When I saw Ivan over the years — usually at his newspaper office in southwest Denver (or once in awhile at the venerable Denver Press Club) — it was like being transplanted back to an earlier era. The office, which faced Federal Blvd. and provided a keen view of life in that storied neighborhood, was always cluttered, as you might expect it to be, with tools of the trade — manual typewriters, old newspapers and relics of the printing industry. This was before we all became computerized.

And if I remember correctly, there were usually some odd contraptions sitting around his desk. I later found out that Ivan actually designed and invented several products for which he held patents.
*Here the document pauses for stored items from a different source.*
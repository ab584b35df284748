//! CSV ledger file
//!
//! Round-trips the expense list to a flat four-column CSV file:
//!
//! ```text
//! Date,Amount,Category,Description
//! 01/15/2024,50.00,Food,lunch
//! ```
//!
//! Saving rewrites the whole file through a temporary sibling and an atomic
//! rename, so the file on disk always matches the in-memory list exactly.

use std::ffi::OsString;
use std::fs::{self, File};
use std::io::ErrorKind;
use std::path::{Path, PathBuf};

use chrono::NaiveDate;
use csv::{ReaderBuilder, StringRecord, Terminator, WriterBuilder};
use log::{debug, info};
use serde::Serialize;

use crate::error::{ExpenseError, ExpenseResult};
use crate::models::{Expense, Money, DATE_FORMAT};

/// Column names of the header row
pub const HEADER: [&str; 4] = ["Date", "Amount", "Category", "Description"];

/// Minimum number of fields for a row to be read as an expense
const FIELD_COUNT: usize = HEADER.len();

/// Result of reading the ledger file
#[derive(Debug, Clone, PartialEq, Eq)]
pub enum LoadOutcome {
    /// No file exists yet; start with an empty ledger
    Absent,
    /// The file was read; holds its expenses in file order
    Loaded(Vec<Expense>),
}

impl LoadOutcome {
    /// The loaded expenses, empty when the file was absent
    pub fn into_expenses(self) -> Vec<Expense> {
        match self {
            Self::Absent => Vec::new(),
            Self::Loaded(expenses) => expenses,
        }
    }
}

/// One stored row, borrowed from an expense
#[derive(Serialize)]
struct ExpenseRow<'a> {
    date: String,
    amount: String,
    category: &'a str,
    description: &'a str,
}

impl<'a> From<&'a Expense> for ExpenseRow<'a> {
    fn from(expense: &'a Expense) -> Self {
        Self {
            date: expense.formatted_date(),
            amount: expense.amount().to_decimal_string(),
            category: expense.category(),
            description: expense.description(),
        }
    }
}

/// Read expenses from a CSV file
///
/// A missing file is not an error and yields [`LoadOutcome::Absent`]; any
/// other failure to open it is. The header row is discarded. Rows with fewer
/// than four fields are skipped; any other malformed row fails the whole load.
pub fn load_expenses<P: AsRef<Path>>(path: P) -> ExpenseResult<LoadOutcome> {
    let path = path.as_ref();

    let file = match File::open(path) {
        Ok(file) => file,
        Err(e) if e.kind() == ErrorKind::NotFound => {
            debug!("No ledger file at {}", path.display());
            return Ok(LoadOutcome::Absent);
        }
        Err(e) => return Err(ExpenseError::load(path, e.to_string())),
    };

    let mut reader = ReaderBuilder::new()
        .has_headers(true)
        .flexible(true)
        .from_reader(file);

    let mut expenses = Vec::new();
    for result in reader.records() {
        let record = result.map_err(|e| ExpenseError::load(path, e.to_string()))?;
        let line = record.position().map(|p| p.line()).unwrap_or_default();

        if record.len() < FIELD_COUNT {
            debug!(
                "Skipping line {} of {}: {} field(s)",
                line,
                path.display(),
                record.len()
            );
            continue;
        }

        let expense = parse_record(&record)
            .map_err(|msg| ExpenseError::load(path, format!("line {}: {}", line, msg)))?;
        expenses.push(expense);
    }

    info!("Loaded {} expenses from {}", expenses.len(), path.display());
    Ok(LoadOutcome::Loaded(expenses))
}

/// Build an expense from a row with at least four fields
fn parse_record(record: &StringRecord) -> Result<Expense, String> {
    let date_field = record.get(0).unwrap_or_default();
    let amount_field = record.get(1).unwrap_or_default();
    let category = record.get(2).unwrap_or_default();
    let description = record.get(3).unwrap_or_default();

    let date = NaiveDate::parse_from_str(date_field.trim(), DATE_FORMAT)
        .map_err(|_| format!("invalid date '{}'", date_field))?;

    let amount = Money::parse_non_negative(amount_field)
        .map_err(|e| format!("invalid amount '{}': {}", amount_field, e))?;

    Expense::from_stored(date, amount, category, description).map_err(|e| e.to_string())
}

/// Write all expenses to a CSV file, replacing any previous contents
///
/// Missing parent directories are created. The file is written to a
/// temporary sibling first and renamed into place, so a failed save leaves
/// the previous file untouched.
pub fn save_expenses<P: AsRef<Path>>(expenses: &[Expense], path: P) -> ExpenseResult<()> {
    let path = path.as_ref();
    let fail = |e: &dyn std::fmt::Display| ExpenseError::save(path, e.to_string());

    if let Some(parent) = path.parent().filter(|p| !p.as_os_str().is_empty()) {
        fs::create_dir_all(parent).map_err(|e| fail(&e))?;
    }

    let temp_path = temp_path_for(path);
    let result = write_file(expenses, path, &temp_path).and_then(|()| {
        fs::rename(&temp_path, path).map_err(|e| ExpenseError::save(path, e.to_string()))
    });

    if result.is_err() {
        let _ = fs::remove_file(&temp_path);
    } else {
        info!("Saved {} expenses to {}", expenses.len(), path.display());
    }
    result
}

/// Write the full file to `temp_path`; errors name the real `path`
fn write_file(expenses: &[Expense], path: &Path, temp_path: &Path) -> ExpenseResult<()> {
    let fail = |e: &dyn std::fmt::Display| ExpenseError::save(path, e.to_string());

    let file = File::create(temp_path).map_err(|e| fail(&e))?;
    let mut writer = WriterBuilder::new()
        .has_headers(false)
        .terminator(Terminator::Any(b'\n'))
        .from_writer(file);

    // Written by hand so an empty ledger still gets a header
    writer.write_record(HEADER).map_err(|e| fail(&e))?;
    for expense in expenses {
        writer
            .serialize(ExpenseRow::from(expense))
            .map_err(|e| fail(&e))?;
    }

    writer.flush().map_err(|e| fail(&e))?;
    let file = writer.into_inner().map_err(|e| fail(&e))?;
    file.sync_all().map_err(|e| fail(&e))?;

    Ok(())
}

/// `expenses.csv` -> `expenses.csv.tmp`, in the same directory
fn temp_path_for(path: &Path) -> PathBuf {
    let mut name = OsString::from(path.as_os_str());
    name.push(".tmp");
    PathBuf::from(name)
}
The sounds of the printing press, situated in the same building, would routinely crank up as oversized reams of newsprint were fed into the giant presses. It was noisy in that old storefront of a building.
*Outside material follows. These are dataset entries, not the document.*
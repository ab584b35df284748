//! Display formatting for terminal output
//!
//! Small helpers shared by the report formatters and the interactive menu.

/// Glyph used for one unit of a percentage bar
pub const BAR_GLYPH: char = '█';

/// Number of bar units per percentage point
const BAR_UNITS_PER_PERCENT: f64 = 0.5;

/// Length of the bar for a percentage, rounded to the nearest unit
///
/// 100% maps to 50 units. Halves round to the even unit, so 1% gets no bar
/// and 5% gets two units.
pub fn bar_length(percentage: f64) -> usize {
    if !percentage.is_finite() || percentage <= 0.0 {
        return 0;
    }
    (percentage * BAR_UNITS_PER_PERCENT).round_ties_even() as usize
}

/// A bar of `length` glyphs
pub fn format_bar(length: usize) -> String {
    std::iter::repeat(BAR_GLYPH).take(length).collect()
}

/// A percentage with one decimal place, e.g. "80.0%"
pub fn format_percentage(pct: f64) -> String {
    format!("{:.1}%", pct)
}

/// A section title framed with dashes
pub fn section_header(title: &str) -> String {
    format!("----- {} -----", title)
}

/// A banner title framed with equals signs
pub fn banner(title: &str) -> String {
    format!("===== {} =====", title)
}

/// A rule of `=` as wide as a banner for `title`
pub fn banner_rule(title: &str) -> String {
    "=".repeat(banner(title).chars().count())
}
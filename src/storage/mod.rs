//! Storage layer for the expense tracker
//!
//! Provides the in-memory record store, the CSV ledger file it is saved to,
//! and a [`Ledger`] that ties the two together.

pub mod csv_file;
pub mod store;

pub use csv_file::{load_expenses, save_expenses, LoadOutcome};
pub use store::ExpenseStore;

use std::path::{Path, PathBuf};

use log::warn;

use crate::error::{ExpenseError, ExpenseResult};
use crate::models::Expense;

/// How a ledger came to be when opened leniently
#[derive(Debug)]
pub enum OpenStatus {
    /// No file existed; the ledger starts empty
    Fresh,
    /// The file was read and held this many expenses
    Loaded(usize),
    /// The file could not be loaded; the ledger starts empty
    Failed(ExpenseError),
}

/// An expense store bound to the file it is persisted in
#[derive(Debug)]
pub struct Ledger {
    path: PathBuf,
    store: ExpenseStore,
}

impl Ledger {
    /// Create an empty ledger for `path` without touching the filesystem
    pub fn empty(path: impl Into<PathBuf>) -> Self {
        Self {
            path: path.into(),
            store: ExpenseStore::new(),
        }
    }

    /// Load the ledger at `path`, failing on a malformed or unreadable file
    ///
    /// A missing file yields an empty ledger.
    pub fn open(path: impl Into<PathBuf>) -> ExpenseResult<Self> {
        let path = path.into();
        let expenses = load_expenses(&path)?.into_expenses();
        Ok(Self {
            path,
            store: ExpenseStore::from(expenses),
        })
    }

    /// Load the ledger at `path`, falling back to an empty ledger on failure
    ///
    /// The returned status says whether the file was absent, loaded, or
    /// failed to load, so the caller can report it.
    pub fn open_lenient(path: impl Into<PathBuf>) -> (Self, OpenStatus) {
        let path = path.into();
        match load_expenses(&path) {
            Ok(LoadOutcome::Absent) => (Self::empty(path), OpenStatus::Fresh),
            Ok(LoadOutcome::Loaded(expenses)) => {
                let count = expenses.len();
                let ledger = Self {
                    path,
                    store: ExpenseStore::from(expenses),
                };
                (ledger, OpenStatus::Loaded(count))
            }
            Err(e) => {
                warn!("Starting with an empty ledger: {}", e);
                (Self::empty(path), OpenStatus::Failed(e))
            }
        }
    }

    /// Path of the backing file
    pub fn path(&self) -> &Path {
        &self.path
    }

    /// The expenses held in memory
    pub fn expenses(&self) -> &ExpenseStore {
        &self.store
    }

    /// Append an expense and save the whole ledger
    ///
    /// If saving fails the expense stays in memory, so a later save can
    /// still persist it.
    pub fn add(&mut self, expense: Expense) -> ExpenseResult<()> {
        self.store.append(expense);
        self.save()
    }

    /// Write every expense to the backing file
    pub fn save(&self) -> ExpenseResult<()> {
        save_expenses(self.store.as_slice(), &self.path)
    }
}

#[cfg(test)]
mod tests {
    use super::*;
    use crate::models::Money;
    use chrono::NaiveDate;
    use std::fs;
    use tempfile::TempDir;

    fn lunch() -> Expense {
        Expense::new(
            NaiveDate::from_ymd_opt(2024, 1, 15).unwrap(),
            Money::from_cents(5000),
            "food",
            "lunch",
        )
        .unwrap()
    }

    #[test]
    fn test_open_missing_file() {
        let temp_dir = TempDir::new().unwrap();
        let path = temp_dir.path().join("expenses.csv");

        let (ledger, status) = Ledger::open_lenient(&path);
        assert!(matches!(status, OpenStatus::Fresh));
        assert!(ledger.expenses().is_empty());
        assert!(!path.exists());

        assert!(Ledger::open(&path).unwrap().expenses().is_empty());
    }

    #[test]
    fn test_add_persists_immediately() {
        let temp_dir = TempDir::new().unwrap();
        let path = temp_dir.path().join("expenses.csv");

        let mut ledger = Ledger::empty(&path);
        ledger.add(lunch()).unwrap();

        let (reopened, status) = Ledger::open_lenient(&path);
        assert!(matches!(status, OpenStatus::Loaded(1)));
        assert_eq!(reopened.expenses().as_slice(), &[lunch()]);
    }

    #[test]
    fn test_failed_load_falls_back_to_empty() {
        let temp_dir = TempDir::new().unwrap();
        let path = temp_dir.path().join("expenses.csv");
        fs::write(
            &path,
            "Date,Amount,Category,Description\n01/15/2024,abc,Food,lunch\n",
        )
        .unwrap();

        let (ledger, status) = Ledger::open_lenient(&path);
        match status {
            OpenStatus::Failed(e) => assert!(e.is_load()),
            other => panic!("expected failure, got {:?}", other),
        }
        assert!(ledger.expenses().is_empty());
        assert!(Ledger::open(&path).is_err());
    }

    #[test]
    fn test_failed_save_keeps_expense_in_memory() {
        let temp_dir = TempDir::new().unwrap();
        let path = temp_dir.path().join("expenses.csv");
        fs::create_dir(&path).unwrap();
        fs::write(path.join("keep"), "x").unwrap();

        let mut ledger = Ledger::empty(&path);
        let err = ledger.add(lunch()).unwrap_err();

        assert!(err.is_save());
        assert_eq!(ledger.expenses().len(), 1);
    }

    #[test]
    fn test_add_after_failed_save_persists_everything() {
        let temp_dir = TempDir::new().unwrap();
        let path = temp_dir.path().join("expenses.csv");
        fs::create_dir(&path).unwrap();
        fs::write(path.join("keep"), "x").unwrap();

        let mut ledger = Ledger::empty(&path);
        assert!(ledger.add(lunch()).unwrap_err().is_save());

        fs::remove_dir_all(&path).unwrap();
        let dinner = Expense::new(
            NaiveDate::from_ymd_opt(2024, 1, 16).unwrap(),
            Money::from_cents(3000),
            "food",
            "dinner",
        )
        .unwrap();
        ledger.add(dinner.clone()).unwrap();

        let reopened = Ledger::open(&path).unwrap();
        assert_eq!(reopened.expenses().as_slice(), &[lunch(), dinner]);
    }

    #[test]
    fn test_save_retries_after_failure() {
        let temp_dir = TempDir::new().unwrap();
        let path = temp_dir.path().join("expenses.csv");
        fs::create_dir(&path).unwrap();
        fs::write(path.join("keep"), "x").unwrap();

        let mut ledger = Ledger::empty(&path);
        assert!(ledger.add(lunch()).is_err());

        fs::remove_dir_all(&path).unwrap();
        ledger.save().unwrap();

        assert_eq!(
            Ledger::open(&path).unwrap().expenses().as_slice(),
            &[lunch()]
        );
    }
}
But Ivan was a storyteller and relished conversing about all kinds of things, not just printing. I recall one afternoon our chat about the paralyzing blizzard of 1981 and how the lack of timely snow removal probably blew away then-Mayor Bill McNichols’ hopes for another term. I later learned that Ivan owned Sno-Skat, a snow removal manufacturing business.

After serving in the U.S. Marines, Ivan’s interest in auto racing grew to be a lifelong hobby and he became active in the Colorado Automobile Racing Club.
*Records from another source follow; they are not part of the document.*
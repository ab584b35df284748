//! Interactive menu
//!
//! Loads the ledger once, then loops over a four-item menu until the user
//! exits or input runs out. Every successful add is saved immediately.

use std::io::{BufRead, Write};
use std::path::PathBuf;

use log::{info, warn};

use super::prompt::Prompter;
use crate::display::{banner, banner_rule, section_header};
use crate::error::ExpenseResult;
use crate::reports::{CategoryTotalsReport, StatisticsReport};
use crate::storage::{Ledger, OpenStatus};

const MENU_TITLE: &str = "Expense Tracker Menu";

/// An entry of the main menu
#[derive(Debug, Clone, Copy, PartialEq, Eq)]
pub enum MenuChoice {
    Add,
    View,
    Stats,
    Exit,
}

impl MenuChoice {
    /// Parse a menu number or keyword, case-insensitively
    pub fn parse(s: &str) -> Option<Self> {
        match s.trim().to_lowercase().as_str() {
            "1" | "add" => Some(Self::Add),
            "2" | "view" => Some(Self::View),
            "3" | "stats" => Some(Self::Stats),
            "4" | "exit" => Some(Self::Exit),
            _ => None,
        }
    }
}

/// Run the interactive session against the ledger at `path`
///
/// A ledger that fails to load is reported and replaced with an empty one,
/// so the session always starts.
pub fn run<R: BufRead, W: Write>(
    path: PathBuf,
    currency_symbol: &str,
    prompter: &mut Prompter<R, W>,
) -> ExpenseResult<()> {
    let (mut ledger, status) = Ledger::open_lenient(path);
    let out = prompter.output();
    match status {
        OpenStatus::Fresh => writeln!(out, "No existing expense file found. Starting fresh.")?,
        OpenStatus::Loaded(count) => writeln!(out, "Loaded {} expenses from file.", count)?,
        OpenStatus::Failed(e) => {
            writeln!(out, "{}", e)?;
            writeln!(out, "Starting with an empty expense list.")?;
        }
    }

    loop {
        print_menu(prompter.output())?;
        let Some(answer) = prompter.read_line("Enter your choice: ")? else {
            info!("Input closed, leaving menu");
            break;
        };

        match MenuChoice::parse(&answer) {
            Some(MenuChoice::Add) => {
                if !add_expense(&mut ledger, currency_symbol, prompter)? {
                    break;
                }
            }
            Some(MenuChoice::View) => {
                let out = prompter.output();
                match CategoryTotalsReport::generate(ledger.expenses().as_slice()) {
                    Some(report) => write!(out, "\n{}", report.format_terminal(currency_symbol))?,
                    None => writeln!(out, "No expenses to show.")?,
                }
            }
            Some(MenuChoice::Stats) => {
                let out = prompter.output();
                match StatisticsReport::generate(ledger.expenses().as_slice()) {
                    Some(report) => write!(out, "\n{}", report.format_terminal(currency_symbol))?,
                    None => writeln!(out, "No expenses to show statistics for.")?,
                }
            }
            Some(MenuChoice::Exit) => {
                writeln!(prompter.output(), "Exiting program. Goodbye!")?;
                break;
            }
            None => writeln!(prompter.output(), "Invalid choice. Please try again.")?,
        }
    }

    Ok(())
}

fn print_menu<W: Write>(out: &mut W) -> ExpenseResult<()> {
    writeln!(out, "\n{}", banner(MENU_TITLE))?;
    writeln!(out, "1. Add a new expense")?;
    writeln!(out, "2. View expense totals by category")?;
    writeln!(out, "3. Show expense statistics")?;
    writeln!(out, "4. Exit program")?;
    writeln!(out, "{}", banner_rule(MENU_TITLE))?;
    Ok(())
}

/// Collect one expense and save the ledger
///
/// Returns `false` when input ran out before the expense was complete. A
/// failed save is reported but keeps the expense in memory.
fn add_expense<R: BufRead, W: Write>(
    ledger: &mut Ledger,
    currency_symbol: &str,
    prompter: &mut Prompter<R, W>,
) -> ExpenseResult<bool> {
    writeln!(prompter.output(), "\n{}", section_header("Add New Expense"))?;

    let Some(expense) = prompter.prompt_expense()? else {
        return Ok(false);
    };

    let out = prompter.output();
    writeln!(
        out,
        "Expense of {} for {} added successfully!",
        expense.amount().format_with_symbol(currency_symbol),
        expense.category()
    )?;

    match ledger.add(expense) {
        Ok(()) => writeln!(out, "Expenses saved to {}", ledger.path().display())?,
        Err(e) => {
            warn!("Save failed: {}", e);
            writeln!(out, "{}", e)?;
        }
    }

    Ok(true)
}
He founded the Colorado Wildfires Volunteer Association and was an avid supporter of the Denver Fire Department.

He was involved in numerous civic activities, serving as president of the Optimist Club and SW Denver YMCA.

During his career on Denver City Council, which Ivan told his family was his most significant career achievement, he pushed for the development of the 16th Street Mall, helping turn it into a pedestrian walkway that served to lure back shoppers to the depressed downtown area.

Ivan served on the board of the Colorado Press Association and at one time received the “Golden Make-up Rule” award in recognition by editors and publishers throughout the state of his service to the newspaper industry.

Ivan is survived by six children, sixteen grandchildren, fifteen great-grandchildren, and seven great-great-grandchildren. His wife of 48 years, Shirley, died in 1985.

A memorial and celebration of his life was held on Aug. 10. Memorial donations can be made to the American Cancer Society to benefit breast cancer research.